The town’s comprehensive plan adds the broader development logic behind those districts. In the comprehensive plan materials, Agricultural areas are intended to support agriculture and agricultural-related uses, with residential development generally limited to one dwelling unit per two net acres or 2.5 gross acres. Rural Estates are intended for low-density estate living with horse ranches and related agricultural uses at one dwelling unit per net acre, while Rural Ranches are intended for very low-density ranch areas at one dwelling unit per two net acres or 2.5 gross acres.
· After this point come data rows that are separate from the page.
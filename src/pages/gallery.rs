use std::rc::Rc;

use wasm_bindgen::prelude::Closure;
use wasm_bindgen::JsCast;
use web_sys::{KeyboardEvent, UrlSearchParams};
use yew::prelude::*;
use yew_router::prelude::*;

use crate::components::icons::{Icon, IconView};
use crate::components::reveal::Reveal;
use crate::gallery::render::kind_label;
use crate::gallery::{Catalog, CategoryId, GalleryViewState, MediaView, ViewMode};

pub enum GalleryAction {
    Select(CategoryId),
    /// Category key taken from the page URL.
    SelectKey(String),
    Open(usize),
    Close,
    Next,
    Prev,
}

impl Reducible for GalleryViewState {
    type Action = GalleryAction;

    fn reduce(self: Rc<Self>, action: Self::Action) -> Rc<Self> {
        let mut next = (*self).clone();
        let changed = match action {
            GalleryAction::Select(id) => next.select_category(id),
            GalleryAction::SelectKey(key) => next.select_category_key(&key).unwrap_or(false),
            GalleryAction::Open(index) => next.open(index) && next.lightbox() != self.lightbox(),
            GalleryAction::Close => {
                let was_open = next.lightbox().is_open();
                next.close();
                was_open
            }
            GalleryAction::Next => {
                next.next();
                next.lightbox() != self.lightbox()
            }
            GalleryAction::Prev => {
                next.prev();
                next.lightbox() != self.lightbox()
            }
        };
        if changed {
            Rc::new(next)
        } else {
            self
        }
    }
}

/// Maps a key press to a lightbox action.
fn key_action(key: &str) -> Option<GalleryAction> {
    match key {
        "Escape" => Some(GalleryAction::Close),
        "ArrowRight" => Some(GalleryAction::Next),
        "ArrowLeft" => Some(GalleryAction::Prev),
        _ => None,
    }
}

#[function_component(Gallery)]
pub fn gallery() -> Html {
    let state = use_reducer(|| GalleryViewState::new(Rc::new(Catalog::builtin())));
    let location = use_location();

    // Scroll to top and apply a `?category=` deep link on mount
    {
        let dispatcher = state.dispatcher();
        use_effect_with_deps(
            move |_| {
                if let Some(window) = web_sys::window() {
                    window.scroll_to_with_x_and_y(0.0, 0.0);
                }
                if let Some(location) = location {
                    if let Ok(params) = UrlSearchParams::new_with_str(location.query_str()) {
                        if let Some(category) = params.get("category") {
                            dispatcher.dispatch(GalleryAction::SelectKey(category));
                        }
                    }
                }
                || ()
            },
            (),
        );
    }

    // Keyboard control for the lightbox
    {
        let dispatcher = state.dispatcher();
        use_effect_with_deps(
            move |_| {
                let destructor: Box<dyn FnOnce()> = if let Some(window) = web_sys::window() {
                    let callback = Closure::<dyn Fn(KeyboardEvent)>::new(move |e: KeyboardEvent| {
                        if let Some(action) = key_action(&e.key()) {
                            dispatcher.dispatch(action);
                        }
                    });
                    if let Err(e) = window
                        .add_event_listener_with_callback("keydown", callback.as_ref().unchecked_ref())
                    {
                        log::warn!("Could not watch keyboard: {:?}", e);
                    }
                    Box::new(move || {
                        if let Some(win) = web_sys::window() {
                            let _ = win.remove_event_listener_with_callback(
                                "keydown",
                                callback.as_ref().unchecked_ref(),
                            );
                        }
                    })
                } else {
                    Box::new(|| ())
                };
                move || destructor()
            },
            (),
        );
    }

    let on_close = {
        let state = state.clone();
        Callback::from(move |_: MouseEvent| state.dispatch(GalleryAction::Close))
    };
    let on_prev = {
        let state = state.clone();
        Callback::from(move |e: MouseEvent| {
            e.stop_propagation();
            state.dispatch(GalleryAction::Prev);
        })
    };
    let on_next = {
        let state = state.clone();
        Callback::from(move |e: MouseEvent| {
            e.stop_propagation();
            state.dispatch(GalleryAction::Next);
        })
    };
    let on_close_button = {
        let state = state.clone();
        Callback::from(move |e: MouseEvent| {
            e.stop_propagation();
            state.dispatch(GalleryAction::Close);
        })
    };
    let keep_open = Callback::from(|e: MouseEvent| e.stop_propagation());

    let active = state.active_category();
    let visible = state.visible_items();
    let total = visible.len();

    let gallery_css = r#"
        .gallery-page {
            padding: 8rem 1.5rem 5rem;
            max-width: 1200px;
            margin: 0 auto;
        }
        .gallery-filters {
            display: flex;
            flex-wrap: wrap;
            justify-content: center;
            gap: 0.75rem;
            margin: 2rem 0 3rem;
        }
        .gallery-filters button {
            padding: 0.6rem 1.25rem;
            border-radius: 999px;
            border: 1px solid #2E177A;
            background: #fff;
            color: #2E177A;
            font-weight: 500;
            cursor: pointer;
            transition: background 0.2s, color 0.2s;
        }
        .gallery-filters button.active {
            background: #2E177A;
            color: #fff;
        }
        .gallery-grid {
            display: grid;
            grid-template-columns: repeat(auto-fill, minmax(260px, 1fr));
            gap: 1.25rem;
        }
        .gallery-tile {
            position: relative;
            aspect-ratio: 1;
            border-radius: 1rem;
            overflow: hidden;
            cursor: pointer;
            box-shadow: 0 8px 24px rgba(46, 23, 122, 0.1);
        }
        .gallery-tile .media {
            width: 100%;
            height: 100%;
            object-fit: cover;
            transition: transform 0.4s;
        }
        .gallery-tile:hover .media {
            transform: scale(1.05);
        }
        .gallery-badge {
            position: absolute;
            top: 0.75rem;
            left: 0.75rem;
            padding: 0.2rem 0.6rem;
            border-radius: 999px;
            font-size: 0.75rem;
            color: #fff;
            background: rgba(46, 23, 122, 0.85);
        }
        .gallery-empty {
            text-align: center;
            color: #666;
        }
        .lightbox {
            position: fixed;
            inset: 0;
            z-index: 100;
            display: flex;
            align-items: center;
            justify-content: center;
            background: rgba(0, 0, 0, 0.9);
        }
        .lightbox-content {
            max-width: 90vw;
            max-height: 85vh;
        }
        .lightbox-content .media {
            max-width: 90vw;
            max-height: 80vh;
            border-radius: 0.5rem;
        }
        .lightbox-counter {
            text-align: center;
            color: #ddd;
            margin-top: 0.75rem;
        }
        .lightbox button {
            position: absolute;
            background: rgba(255, 255, 255, 0.15);
            border: none;
            color: #fff;
            width: 48px;
            height: 48px;
            border-radius: 50%;
            font-size: 1.25rem;
            cursor: pointer;
        }
        .lightbox-close { top: 1.5rem; right: 1.5rem; }
        .lightbox-prev { left: 1.5rem; top: 50%; transform: translateY(-50%); }
        .lightbox-next { right: 1.5rem; top: 50%; transform: translateY(-50%); }
    "#;

    html! {
        <div class="gallery-page">
            <style>{gallery_css}</style>
            <Reveal class="section-header">
                <h1>{"Our "}<span class="text-gradient">{"Gallery"}</span></h1>
                <p>{"A look at our machines, the books we print and the work we deliver every day."}</p>
            </Reveal>

            <div class="gallery-filters">
                {
                    state.catalog().categories().into_iter().map(|summary| {
                        let onclick = {
                            let state = state.clone();
                            let id = summary.id;
                            Callback::from(move |_: MouseEvent| state.dispatch(GalleryAction::Select(id)))
                        };
                        html! {
                            <button
                                key={summary.id.as_str()}
                                class={classes!((summary.id == active).then_some("active"))}
                                {onclick}
                            >
                                {format!("{} ({})", summary.display_name, summary.count)}
                            </button>
                        }
                    }).collect::<Html>()
                }
            </div>

            if state.catalog().is_empty(active) {
                <p class="gallery-empty">{"Nothing to show here yet."}</p>
            } else {
                <div class="gallery-grid">
                    {
                        visible.iter().enumerate().map(|(index, item)| {
                            let onclick = {
                                let state = state.clone();
                                Callback::from(move |_: MouseEvent| state.dispatch(GalleryAction::Open(index)))
                            };
                            html! {
                                <div
                                    class={classes!("gallery-tile", item.is_video().then_some("is-video"))}
                                    key={item.path().to_string()}
                                    {onclick}
                                >
                                    <MediaView item={(*item).clone()} mode={ViewMode::Preview} class="media" />
                                    <span class="gallery-badge">{kind_label(item.kind())}</span>
                                </div>
                            }
                        }).collect::<Html>()
                    }
                </div>
            }

            if let (Some(index), Some(item)) = (state.lightbox().index(), state.lightbox().item()) {
                <div class="lightbox" onclick={on_close}>
                    <button class="lightbox-close" onclick={on_close_button} aria-label="Close">
                        <IconView icon={Icon::Close} />
                    </button>
                    <button class="lightbox-prev" onclick={on_prev} aria-label="Previous">
                        <IconView icon={Icon::ChevronLeft} />
                    </button>
                    <div class="lightbox-content" onclick={keep_open}>
                        <MediaView item={item.clone()} mode={ViewMode::Lightbox} class="media" />
                        <p class="lightbox-counter">{format!("{} / {}", index + 1, total)}</p>
                    </div>
                    <button class="lightbox-next" onclick={on_next} aria-label="Next">
                        <IconView icon={Icon::ChevronRight} />
                    </button>
                </div>
            }
        </div>
    }
}

#[cfg(test)]
mod tests {
    use super::*;
    use crate::gallery::catalog::tests::sized_catalog;

    fn state() -> Rc<GalleryViewState> {
        Rc::new(GalleryViewState::new(Rc::new(sized_catalog(16, 37, 7))))
    }

    #[test]
    fn reducer_walks_the_lightbox() {
        let s = state()
            .reduce(GalleryAction::Select(CategoryId::Machines))
            .reduce(GalleryAction::Open(5))
            .reduce(GalleryAction::Next);
        assert_eq!(s.lightbox().index(), Some(0));
        let s = s.reduce(GalleryAction::Prev);
        assert_eq!(s.lightbox().index(), Some(5));
        let s = s.reduce(GalleryAction::Close);
        assert!(!s.lightbox().is_open());
    }

    #[test]
    fn no_op_actions_keep_the_same_state() {
        let s = state();
        let same = s.clone().reduce(GalleryAction::Next);
        assert!(Rc::ptr_eq(&s, &same));
        let same = s.clone().reduce(GalleryAction::Select(CategoryId::All));
        assert!(Rc::ptr_eq(&s, &same));
        let same = s.clone().reduce(GalleryAction::Open(66));
        assert!(Rc::ptr_eq(&s, &same));
    }

    #[test]
    fn stepping_a_single_item_keeps_the_same_state() {
        let catalog = Catalog::from_config(&[(CategoryId::Videos, &["/images/VID-1.mp4"])]);
        let s = Rc::new(GalleryViewState::new(Rc::new(catalog)))
            .reduce(GalleryAction::Select(CategoryId::Videos))
            .reduce(GalleryAction::Open(0));
        assert!(s.lightbox().is_open());

        let same = s.clone().reduce(GalleryAction::Next);
        assert!(Rc::ptr_eq(&s, &same));
        let same = s.clone().reduce(GalleryAction::Prev);
        assert!(Rc::ptr_eq(&s, &same));
        let same = s.clone().reduce(GalleryAction::Open(0));
        assert!(Rc::ptr_eq(&s, &same));
    }

    #[test]
    fn url_keys_select_known_categories_only() {
        let s = state().reduce(GalleryAction::SelectKey("videos".into()));
        assert_eq!(s.active_category(), CategoryId::Videos);
        let s = s.reduce(GalleryAction::SelectKey("posters".into()));
        assert_eq!(s.active_category(), CategoryId::Videos);
    }

    #[test]
    fn arrow_keys_and_escape_drive_the_lightbox() {
        assert!(matches!(key_action("Escape"), Some(GalleryAction::Close)));
        assert!(matches!(key_action("ArrowRight"), Some(GalleryAction::Next)));
        assert!(matches!(key_action("ArrowLeft"), Some(GalleryAction::Prev)));
        assert!(key_action("Enter").is_none());
    }
}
Another important point is that the comprehensive plan says future land-use boundaries are approximate. That means a parcel-by-parcel review is the smart move before you commit.
Why map caveats matter
If a listing says a parcel is in Southwest Ranches and offers a certain number of acres, that alone does not confirm what you can build. The town says its GIS should be used as a planning aid, not as a final legal answer.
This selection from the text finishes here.